> **Work request**: Every line below that holds the string "EnvFilter" must be copied.

> **Records shown**:
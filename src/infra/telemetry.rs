use std::sync::Once;

use metrics::{Unit, describe_counter, describe_gauge, describe_histogram};
use tracing_error::ErrorLayer;
use tracing_subscriber::{
    EnvFilter, fmt,
    layer::{Layer, SubscriberExt},
    util::SubscriberInitExt,
};

use crate::config::{LogFormat, LoggingSettings};

use super::error::InfraError;

static METRIC_DESCRIPTIONS: Once = Once::new();

/// Install a global tracing subscriber using the provided logging settings.
pub fn init(logging: &LoggingSettings) -> Result<(), InfraError> {
    describe_metrics();

    let env_filter = EnvFilter::builder()
        .with_default_directive(logging.level.into())
        .from_env_lossy();

    let fmt_layer = match logging.format {
        LogFormat::Json => fmt::layer()
            .json()
            .with_current_span(true)
            .with_span_list(true)
            .with_target(true)
            .boxed(),
        LogFormat::Compact => fmt::layer().compact().with_target(true).boxed(),
    };

    tracing_subscriber::registry()
        .with(env_filter)
        .with(ErrorLayer::default())
        .with(fmt_layer)
        .try_init()
        .map_err(|err| {
            InfraError::telemetry(format!("failed to install tracing subscriber: {err}"))
        })
}

fn describe_metrics() {
    METRIC_DESCRIPTIONS.call_once(|| {
        describe_counter!(
            "kindred_cache_hit_total",
            Unit::Count,
            "Total number of cache hits."
        );
        describe_counter!(
            "kindred_cache_miss_total",
            Unit::Count,
            "Total number of cache misses."
        );
        describe_counter!(
            "kindred_cache_error_total",
            Unit::Count,
            "Total number of contained cache failures (treated as misses or dropped writes)."
        );
        describe_counter!(
            "kindred_related_recompute_total",
            Unit::Count,
            "Total number of related-post rankings recomputed on cache miss."
        );
        describe_gauge!(
            "kindred_engagement_event_queue_len",
            Unit::Count,
            "Current number of pending invalidation events in the queue."
        );
        describe_counter!(
            "kindred_engagement_event_dropped_total",
            Unit::Count,
            "Total number of invalidation events dropped due to queue overflow."
        );
        describe_histogram!(
            "kindred_invalidation_consume_ms",
            Unit::Milliseconds,
            "Invalidation batch consumption latency in milliseconds."
        );
    });
}
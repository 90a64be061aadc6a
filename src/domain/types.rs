//! Shared domain enumerations aligned with persisted database enums.
//!
//! `PostStatus` is defined in `kindred-api-types` so API clients can depend
//! on it without pulling in the server; the domain re-exports it as the
//! canonical name.

pub use kindred_api_types::PostStatus;

pub trait PostStatusExt {
    fn as_str(self) -> &'static str;
}

impl PostStatusExt for PostStatus {
    fn as_str(self) -> &'static str {
        match self {
            PostStatus::Draft => "draft",
            PostStatus::Published => "published",
        }
    }
}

> **Solved problem**:
    EnvFilter, fmt,
    let env_filter = EnvFilter::builder()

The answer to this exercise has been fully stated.